John James CBE (25 July 1906 – 31 January 1996) was an English businessman and philanthropist.

==Early life and education==
James was born at 96 Philip Street, Bedminster, Bristol. In 1918, James won a scholarship to study at the Merchant Venturers' Technical College (now known as Cotham School where he excelled academically.

==Career==
In 1923, he lied about his age to join the RAF and was posted to Malta where he developed his skills as a wireless operator. He had a brief spell as a salesman before he joined the Royal Aircraft Establishment in 1938 and became a Squadron Leader working on the development of radar at Farnborough during World War II.

On demob in 1946, he bought his first shop in Broadmead, Bristol and went on to develop the Broadmead Wireless Company. The company expanded rapidly and by 1952 there were 115 shops and 750 employees, having branched into television as well.

His management skills were commented on in Harry Miller's analysis of 21 post war British firms written for the Institute of Economic Affairs.

In 1957, James bought the John Murdoch chain of 90 shops. In December 1959, he sold the business to Charles Hayward's Firth Cleveland Industrial Holdings for £5.8 million.

The John James Group, a publicly quoted company, was set up in 1964 as a holding company for small companies in the South West, Midlands and South Wales concentrating on light engineering, building and manufacturing, including footwear. The group was sold in 1979 to Wolseley Hughes for £23.7 million.

James was also a member of Harlech Television which made a successful bid for Independent Television's contract for Wales and West in 1968.

==Philanthropy==
James made numerous private donations and was actively involved in the Dawn James Charitable Foundation, a charity set up in 1966, following the death of one of his daughters. The most notable activity funded by the Foundation was the Bristol Old Folks' Festival which ran from 1963 to 1980 and provided a week of free entertainment for anyone over 70 within the greater Bristol area for a week during May.

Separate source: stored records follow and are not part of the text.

// 📚 Dictionary - the immutable tagging context
//
// Built once from the three registries, then shared read-only by every
// tokenize / scan / resolve call:
// - keyword set (flat, denylist applied)
// - phrase set + its longest-match trie
// - entity, card and category remap tables
// - tag catalog, stopwords, lemmatizer
//
// Building must finish before any text is tagged. Nothing here mutates after
// `build` returns, so a `&Dictionary` can cross threads freely.

use crate::config::TaggerConfig;
use crate::entities::{BankRegistry, CardRegistry, CategoryRegistry, NamingRules};
use crate::error::DictionaryError;
use crate::lemmatizer::Lemmatizer;
use crate::phrases::{build_phrases, PhraseSet};
use crate::remap::{
    build_card_remap, build_category_remap, build_entity_remap, AliasCollision, CardTag, RemapTable, TagCatalog,
};
use crate::resolver::{evidence_strings, resolve_categories, resolve_entities, TaggedText};
use crate::scanner::{scan, KeywordSet};
use crate::stopwords::StopwordFilter;
use crate::tokenizer::{tokenize, PhraseTrie};
use sha2::{Digest, Sha256};
use std::collections::{BTreeMap, BTreeSet};
use tracing::{debug, info};

// ============================================================================
// REGISTRIES
// ============================================================================

/// The three decoded configuration sources
#[derive(Debug, Clone, Default)]
pub struct Registries {
    pub banks: BankRegistry,
    pub cards: CardRegistry,
    pub categories: CategoryRegistry,
}

impl Registries {
    pub fn load(config: &TaggerConfig) -> Result<Self, DictionaryError> {
        Ok(Registries {
            banks: BankRegistry::from_file(&config.banks)?,
            cards: CardRegistry::from_file(&config.cards)?,
            categories: CategoryRegistry::from_file(&config.keywords)?,
        })
    }
}

// ============================================================================
// DICTIONARY
// ============================================================================

#[derive(Debug, Clone)]
pub struct Dictionary {
    keywords: KeywordSet,
    phrases: PhraseSet,
    trie: PhraseTrie,
    entity_remap: RemapTable<String>,
    card_remap: RemapTable<CardTag>,
    category_remap: RemapTable<String>,
    catalog: TagCatalog,
    collisions: Vec<AliasCollision>,
    stopwords: Option<StopwordFilter>,
    lemmatizer: Option<Lemmatizer>,
    evidence_separator: String,
}
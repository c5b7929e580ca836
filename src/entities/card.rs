// 💳 Card Entity - card products grouped under their issuer
//
// A card's tag is always "ISSUER_CARD" (e.g. "CHASE_SAPPHIRE"), so the same
// product name under two issuers yields two distinct tags.
//
// Registry document shape:
// {"issuer": [{"name": "CHASE", "cards": [{"name": "SAPPHIRE", "alts": [...]}]}]}

use super::{normalize_aliases, parse_registry, read_registry, required, RegistryKind};
use crate::error::DictionaryError;
use serde::{Deserialize, Serialize};
use std::collections::HashSet;
use std::path::Path;

// ============================================================================
// CARD ENTITY
// ============================================================================

#[derive(Debug, Clone, PartialEq, Eq, Serialize, Deserialize)]
pub struct Card {
    /// Canonical name of the issuing bank (non-owning back-reference)
    pub issuer: String,

    /// Canonical card name
    pub name: String,

    /// Alternative names for the card
    pub alts: Vec<String>,
}

impl Card {
    /// Composite tag: `issuer_card`
    pub fn tag(&self) -> String {
        format!("{}_{}", self.issuer, self.name)
    }

    /// Canonical name followed by aliases
    pub fn all_names(&self) -> Vec<String> {
        let mut names = vec![self.name.clone()];
        names.extend(self.alts.iter().cloned());
        names
    }
}

/// One issuer and the cards it owns
#[derive(Debug, Clone, PartialEq, Eq, Serialize, Deserialize)]
pub struct Issuer {
    pub name: String,
    pub cards: Vec<Card>,
}

#[derive(Debug, Deserialize)]
struct CardDocument {
    issuer: Vec<RawIssuer>,
}

#[derive(Debug, Deserialize)]
struct RawIssuer {
    name: Option<String>,
    cards: Option<Vec<RawCard>>,
}

#[derive(Debug, Deserialize)]
struct RawCard {
    name: Option<String>,
    #[serde(default)]
    alts: Option<Vec<String>>,
}

// ============================================================================
// CARD REGISTRY
// ============================================================================

#[derive(Debug, Clone, Default)]
pub struct CardRegistry {
    issuers: Vec<Issuer>,
}

impl CardRegistry {
    pub fn from_file<P: AsRef<Path>>(path: P) -> Result<Self, DictionaryError> {
        let document: CardDocument = read_registry(RegistryKind::Card, path.as_ref())?;
        Self::from_document(document)
    }

    pub fn from_json(content: &str, origin: &str) -> Result<Self, DictionaryError> {
        let document: CardDocument = parse_registry(RegistryKind::Card, content, origin)?;
        Self::from_document(document)
    }

    fn from_document(document: CardDocument) -> Result<Self, DictionaryError> {
        let kind = RegistryKind::Card;
        let mut issuers = Vec::with_capacity(document.issuer.len());

        for (i, raw) in document.issuer.into_iter().enumerate() {
            let issuer = required(raw.name, kind, || format!("issuer[{}]", i), "name")?;
            let raw_cards = raw.cards.ok_or_else(|| DictionaryError::MissingField {
                kind,
                location: format!("issuer[{}]", i),
                field: "cards",
            })?;

            let mut cards = Vec::with_capacity(raw_cards.len());
            for (j, raw_card) in raw_cards.into_iter().enumerate() {
                let name = required(raw_card.name, kind, || format!("issuer[{}].cards[{}]", i, j), "name")?;
                let alts = normalize_aliases(raw_card.alts, &name);
                cards.push(Card {
                    issuer: issuer.clone(),
                    name,
                    alts,
                });
            }

            issuers.push(Issuer { name: issuer, cards });
        }

        Self::from_issuers(issuers)
    }

    /// Issuer names must be unique, card names unique within an issuer
    pub fn from_issuers(issuers: Vec<Issuer>) -> Result<Self, DictionaryError> {
        let mut seen_issuers = HashSet::new();
        for issuer in &issuers {
            if !seen_issuers.insert(issuer.name.as_str()) {
                return Err(DictionaryError::DuplicateName {
                    kind: RegistryKind::Card,
                    name: issuer.name.clone(),
                });
            }

            let mut seen_cards = HashSet::new();
            for card in &issuer.cards {
                if !seen_cards.insert(card.name.as_str()) {
                    return Err(DictionaryError::DuplicateName {
                        kind: RegistryKind::Card,
                        name: card.tag(),
                    });
                }
            }
        }
        Ok(CardRegistry { issuers })
    }

    pub fn issuers(&self) -> &[Issuer] {
        &self.issuers
    }

    /// All cards across all issuers, in configuration order
    pub fn cards(&self) -> impl Iterator<Item = &Card> {
        self.issuers.iter().flat_map(|issuer| issuer.cards.iter())
    }

    pub fn len(&self) -> usize {
        self.cards().count()
    }

    pub fn is_empty(&self) -> bool {
        self.cards().next().is_none()
    }
}

// ============================================================================
// TESTS
// ============================================================================
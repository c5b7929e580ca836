use anyhow::{Context, Result};
use clap::{Parser, Subcommand};
use std::fs::File;
use std::io::{self, BufWriter};
use std::path::{Path, PathBuf};

use mention_index::{load_texts, tag_batch, write_tagged, Dictionary, TaggerConfig, VERSION};

#[derive(Parser)]
#[command(name = "mention-index", version = VERSION, about = "Tag texts with bank, card and keyword mentions")]
struct Cli {
    /// Tagger config (JSON), or a directory holding banks.json/cards.json/keywords.json
    #[arg(long, env = "MENTION_INDEX_CONFIG", default_value = "tagger.json")]
    config: PathBuf,

    #[command(subcommand)]
    command: Command,
}

#[derive(Subcommand)]
enum Command {
    /// Tag every text unit in a CSV, JSON lines or JSON array file
    Tag {
        #[arg(long)]
        input: PathBuf,

        /// Write tagged units here instead of stdout
        #[arg(long)]
        output: Option<PathBuf>,
    },
    /// Print the keyword set
    Keywords,
    /// Print the multi-word phrases
    Phrases,
    /// Print every entity and category tag a run can emit
    Catalog,
    /// Build the dictionary and report on it
    Check,
}

fn init_tracing() {
    let _ = tracing_subscriber::fmt()
        .with_env_filter(tracing_subscriber::EnvFilter::from_default_env())
        .with_writer(io::stderr)
        .try_init();
}

fn main() -> Result<()> {
    init_tracing();
    let cli = Cli::parse();

    let config = TaggerConfig::load(&cli.config)?;
    let dictionary = Dictionary::from_config(&config)
        .with_context(|| format!("Failed to build dictionary from {:?}", cli.config))?;

    match cli.command {
        Command::Tag { input, output } => run_tag(&dictionary, &input, output.as_deref())?,
        Command::Keywords => {
            for word in dictionary.keywords().sorted() {
                println!("{}", word);
            }
        }
        Command::Phrases => {
            for phrase in dictionary.phrases().iter() {
                println!("{}", phrase.joined());
            }
        }
        Command::Catalog => run_catalog(&dictionary),
        Command::Check => run_check(&dictionary),
    }

    Ok(())
}

fn run_tag(dictionary: &Dictionary, input: &Path, output: Option<&Path>) -> Result<()> {
    eprintln!("📂 Loading texts from {:?}...", input);
    let units = load_texts(input)?;
    eprintln!("✓ Loaded {} text units", units.len());

    let report = tag_batch(dictionary, &units);

    let written = match output {
        Some(path) => {
            let file = File::create(path).with_context(|| format!("Failed to create output file: {:?}", path))?;
            write_tagged(BufWriter::new(file), &report.tagged)?
        }
        None => write_tagged(io::stdout().lock(), &report.tagged)?,
    };

    let summary = &report.summary;
    eprintln!("\n━━━━━━━━━━━━━━━━━━━━━━━━━━━━━━━━━━━━━━━━━━━━━");
    eprintln!("🏷️  Run {}", summary.run_id);
    eprintln!("✓ Units scanned:        {}", summary.units);
    eprintln!("✓ With keyword hits:    {}", summary.with_keywords);
    eprintln!("✓ With entity tags:     {}", summary.with_entities);
    eprintln!("✓ With category tags:   {}", summary.with_categories);
    eprintln!("✓ Tagged units written: {}", written);
    eprintln!("  Dictionary: {}", summary.dictionary_fingerprint);

    Ok(())
}

fn run_catalog(dictionary: &Dictionary) {
    let catalog = dictionary.catalog();

    println!("# entity tags ({})", catalog.entity_tags.len());
    for tag in &catalog.entity_tags {
        println!("{}", tag);
    }

    println!("\n# category tags ({})", catalog.category_tags.len());
    for tag in &catalog.category_tags {
        println!("{}", tag);
    }
}

fn run_check(dictionary: &Dictionary) {
    println!("📚 Dictionary check");
    println!("━━━━━━━━━━━━━━━━━━━━━━━━━━━━━━━━━━━━━━━━━━━━━");
    println!("✓ Keywords:            {}", dictionary.keywords().len());
    println!("✓ Phrases:             {}", dictionary.phrases().len());
    println!("✓ Entity surfaces:     {}", dictionary.entity_remap().len());
    println!("✓ Card surfaces:       {}", dictionary.card_remap().len());
    println!("✓ Category surfaces:   {}", dictionary.category_remap().len());
    println!("✓ Fingerprint:         {}", dictionary.fingerprint());

    let collisions = dictionary.collisions();
    if collisions.is_empty() {
        println!("\n✅ No alias collisions");
    } else {
        println!("\n⚠️  {} alias collision(s):", collisions.len());
        for collision in collisions {
            println!("   {}", collision);
        }
    }

    let unreachable = dictionary.unreachable_surfaces();
    if !unreachable.is_empty() {
        println!("\n⚠️  {} remap surface(s) never produced by the scanner:", unreachable.len());
        for (table, surface) in unreachable {
            println!("   [{}] {}", table, surface);
        }
    }
}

In 1980, James donated £300,000 to Harefield Hospital to maintain their transplant programme and £500,000 to the creation of St Peter's Hospice in Bristol. In 1985, £1 million was donated to purchase the first MRI machine for Bristol at Frenchay Hospital and three years later, a further £1 million to buy a shock wave lithotripter machine for Southmead Hospital. £1 million donations were also made to purchase an ultra sound scanner for the ante natal clinic at Southmead and towards the creation of the new Bristol Children's Hospital.

Following the cessation of the direct grant scheme in 1976, he made significant donations to all of the ex direct grant schools in Bristol to provide bursaries or assisted places to enable children of similar backgrounds to his own to have the same start in life and he also provided funding for bursaries for the existing three independent schools. He challenged the ten comprehensive schools to raise up to £100,000 each which he would match to create enrichment funds to support worthwhile activities and develop the personal qualities of every pupil.

The John James Bristol Foundation was set up in December 1983 and following his death was merged with the Dawn James Charitable Foundation in 1998. Its main areas of philanthropy follow James' wishes and are the elderly, education and health.

==Honours and recognition==

A five-part profile about James was published in the Bristol Evening Post under the banner 'Men of Fortune' by their London editor Don Hatwell in 1977. In 1974 his life was the subject of a BBC West programme 'The Quiet Millionaire', later shown on BBC Two as part of the 'Network' series. In 1981 he was awarded the CBE for services to charity and in 1983 awarded an Honorary Doctorate by the University of Bristol. In 1987 he became an Honorary Member of the Society of Merchant Venturers and in 1987 became the first Honorary Member of the Guild of Guardians.

In 1999 the readers of the Bristol Evening Post were invited to vote for the Person of the Century. James gained 59% of the votes, with his nearest rival only taking 5%. In 2006 a blue plaque was erected in his memory on the walls of Windmill Hill City Farm.